Task to complete:
Every entry needs to be given again exactly as it reads.
__________________________________________________
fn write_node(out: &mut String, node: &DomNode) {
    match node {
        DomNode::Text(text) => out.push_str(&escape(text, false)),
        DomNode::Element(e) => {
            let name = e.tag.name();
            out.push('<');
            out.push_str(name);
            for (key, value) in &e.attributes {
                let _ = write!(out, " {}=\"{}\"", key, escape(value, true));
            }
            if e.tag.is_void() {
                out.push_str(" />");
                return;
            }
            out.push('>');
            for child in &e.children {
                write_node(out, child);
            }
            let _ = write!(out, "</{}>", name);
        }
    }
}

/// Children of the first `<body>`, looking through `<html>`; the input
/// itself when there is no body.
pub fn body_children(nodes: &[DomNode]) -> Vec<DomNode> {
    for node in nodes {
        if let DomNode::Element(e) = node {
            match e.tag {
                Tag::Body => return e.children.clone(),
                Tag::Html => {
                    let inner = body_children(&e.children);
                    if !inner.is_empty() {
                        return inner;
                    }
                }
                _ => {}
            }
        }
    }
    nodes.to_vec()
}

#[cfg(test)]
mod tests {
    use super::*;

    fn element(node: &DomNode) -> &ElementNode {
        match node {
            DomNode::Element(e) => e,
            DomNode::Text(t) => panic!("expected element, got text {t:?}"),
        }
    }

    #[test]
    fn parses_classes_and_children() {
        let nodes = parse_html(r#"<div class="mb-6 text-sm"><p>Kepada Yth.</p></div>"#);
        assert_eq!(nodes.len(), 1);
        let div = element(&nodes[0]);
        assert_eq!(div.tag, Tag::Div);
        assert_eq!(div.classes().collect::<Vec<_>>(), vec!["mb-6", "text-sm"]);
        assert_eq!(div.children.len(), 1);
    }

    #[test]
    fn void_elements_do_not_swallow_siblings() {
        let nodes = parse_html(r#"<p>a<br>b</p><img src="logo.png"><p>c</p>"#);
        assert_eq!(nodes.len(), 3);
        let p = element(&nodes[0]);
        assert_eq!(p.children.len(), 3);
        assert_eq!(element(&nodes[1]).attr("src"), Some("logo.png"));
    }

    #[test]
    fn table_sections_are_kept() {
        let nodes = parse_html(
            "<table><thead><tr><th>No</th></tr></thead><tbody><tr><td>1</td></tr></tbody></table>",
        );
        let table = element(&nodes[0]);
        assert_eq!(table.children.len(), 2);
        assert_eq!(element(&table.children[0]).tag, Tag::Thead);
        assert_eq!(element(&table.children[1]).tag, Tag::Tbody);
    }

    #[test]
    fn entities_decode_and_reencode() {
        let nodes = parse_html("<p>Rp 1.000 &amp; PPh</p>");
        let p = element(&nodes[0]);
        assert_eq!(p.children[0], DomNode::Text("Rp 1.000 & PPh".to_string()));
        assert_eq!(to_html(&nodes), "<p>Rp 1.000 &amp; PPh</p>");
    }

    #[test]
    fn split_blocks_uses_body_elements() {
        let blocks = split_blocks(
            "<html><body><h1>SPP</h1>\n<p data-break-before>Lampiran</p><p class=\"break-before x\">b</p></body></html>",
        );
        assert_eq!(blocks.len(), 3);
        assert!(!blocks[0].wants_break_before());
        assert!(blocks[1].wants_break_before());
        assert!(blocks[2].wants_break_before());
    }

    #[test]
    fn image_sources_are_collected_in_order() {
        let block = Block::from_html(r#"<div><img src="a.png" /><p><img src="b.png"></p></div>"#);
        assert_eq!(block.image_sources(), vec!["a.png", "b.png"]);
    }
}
__________________________________________________
Reply to the exercise:
fn write_node(out: &mut String, node: &DomNode) {
    match node {
        DomNode::Text(text) => out.push_str(&escape(text, false)),
        DomNode::Element(e) => {
            let name = e.tag.name();
            out.push('<');
            out.push_str(name);
            for (key, value) in &e.attributes {
                let _ = write!(out, " {}=\"{}\"", key, escape(value, true));
            }
            if e.tag.is_void() {
                out.push_str(" />");
                return;
            }
            out.push('>');
            for child in &e.children {
                write_node(out, child);
            }
            let _ = write!(out, "</{}>", name);
        }
    }
}

/// Children of the first `<body>`, looking through `<html>`; the input
/// itself when there is no body.
pub fn body_children(nodes: &[DomNode]) -> Vec<DomNode> {
    for node in nodes {
        if let DomNode::Element(e) = node {
            match e.tag {
                Tag::Body => return e.children.clone(),
                Tag::Html => {
                    let inner = body_children(&e.children);
                    if !inner.is_empty() {
                        return inner;
                    }
                }
                _ => {}
            }
        }
    }
    nodes.to_vec()
}

#[cfg(test)]
mod tests {
    use super::*;

    fn element(node: &DomNode) -> &ElementNode {
        match node {
            DomNode::Element(e) => e,
            DomNode::Text(t) => panic!("expected element, got text {t:?}"),
        }
    }

    #[test]
    fn parses_classes_and_children() {
        let nodes = parse_html(r#"<div class="mb-6 text-sm"><p>Kepada Yth.</p></div>"#);
        assert_eq!(nodes.len(), 1);
        let div = element(&nodes[0]);
        assert_eq!(div.tag, Tag::Div);
        assert_eq!(div.classes().collect::<Vec<_>>(), vec!["mb-6", "text-sm"]);
        assert_eq!(div.children.len(), 1);
    }

    #[test]
    fn void_elements_do_not_swallow_siblings() {
        let nodes = parse_html(r#"<p>a<br>b</p><img src="logo.png"><p>c</p>"#);
        assert_eq!(nodes.len(), 3);
        let p = element(&nodes[0]);
        assert_eq!(p.children.len(), 3);
        assert_eq!(element(&nodes[1]).attr("src"), Some("logo.png"));
    }

    #[test]
    fn table_sections_are_kept() {
        let nodes = parse_html(
            "<table><thead><tr><th>No</th></tr></thead><tbody><tr><td>1</td></tr></tbody></table>",
        );
        let table = element(&nodes[0]);
        assert_eq!(table.children.len(), 2);
        assert_eq!(element(&table.children[0]).tag, Tag::Thead);
        assert_eq!(element(&table.children[1]).tag, Tag::Tbody);
    }

    #[test]
    fn entities_decode_and_reencode() {
        let nodes = parse_html("<p>Rp 1.000 &amp; PPh</p>");
        let p = element(&nodes[0]);
        assert_eq!(p.children[0], DomNode::Text("Rp 1.000 & PPh".to_string()));
        assert_eq!(to_html(&nodes), "<p>Rp 1.000 &amp; PPh</p>");
    }

    #[test]
    fn split_blocks_uses_body_elements() {
        let blocks = split_blocks(
            "<html><body><h1>SPP</h1>\n<p data-break-before>Lampiran</p><p class=\"break-before x\">b</p></body></html>",
        );
        assert_eq!(blocks.len(), 3);
        assert!(!blocks[0].wants_break_before());
        assert!(blocks[1].wants_break_before());
        assert!(blocks[2].wants_break_before());
    }

    #[test]
    fn image_sources_are_collected_in_order() {
        let block = Block::from_html(r#"<div><img src="a.png" /><p><img src="b.png"></p></div>"#);
        assert_eq!(block.image_sources(), vec!["a.png", "b.png"]);
    }
}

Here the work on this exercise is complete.